Saved data entries:
►
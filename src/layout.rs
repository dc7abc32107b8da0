//! Layout analysis: ask a vision model what is where on the sketch.

use tracing::{debug, info};

use crate::banner::UploadedSketch;
use crate::constants::LAYOUT_MAX_TOKENS;
use crate::error::BannerError;
use crate::providers::{CompletionRequest, LanguageModel};

/// Describes the sketch's layout as free text.
pub async fn analyze_layout(
    model: &dyn LanguageModel,
    sketch: &UploadedSketch,
    instruction: &str,
) -> Result<String, BannerError> {
    if instruction.trim().is_empty() {
        return Err(BannerError::Template(
            "layout analysis instruction is empty".to_string(),
        ));
    }

    info!(
        "Analysing {} byte {} sketch with {}",
        sketch.bytes().len(),
        sketch.mime_type(),
        model.name()
    );
    let text = model
        .complete(CompletionRequest {
            instruction,
            image: Some(sketch),
            max_tokens: LAYOUT_MAX_TOKENS,
        })
        .await?;

    let text = text.trim();
    if text.is_empty() {
        return Err(BannerError::EmptyResponse {
            provider: model.name(),
        });
    }
    debug!("Layout description: {text}");
    Ok(text.to_string())
}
◄
Task directions: Each of the records should be written out again, exactly as it reads.

Answer to the exercise:
filename src/layout.rs
repository dc7abc32107b8da0
//! Layout analysis: ask a vision model what is where on the sketch.

use tracing::{debug, info};

use crate::banner::UploadedSketch;
use crate::constants::LAYOUT_MAX_TOKENS;
use crate::error::BannerError;
use crate::providers::{CompletionRequest, LanguageModel};

/// Describes the sketch's layout as free text.
pub async fn analyze_layout(
    model: &dyn LanguageModel,
    sketch: &UploadedSketch,
    instruction: &str,
) -> Result<String, BannerError> {
    if instruction.trim().is_empty() {
        return Err(BannerError::Template(
            "layout analysis instruction is empty".to_string(),
        ));
    }

    info!(
        "Analysing {} byte {} sketch with {}",
        sketch.bytes().len(),
        sketch.mime_type(),
        model.name()
    );
    let text = model
        .complete(CompletionRequest {
            instruction,
            image: Some(sketch),
            max_tokens: LAYOUT_MAX_TOKENS,
        })
        .await?;

    let text = text.trim();
    if text.is_empty() {
        return Err(BannerError::EmptyResponse {
            provider: model.name(),
        });
    }
    debug!("Layout description: {text}");
    Ok(text.to_string())
}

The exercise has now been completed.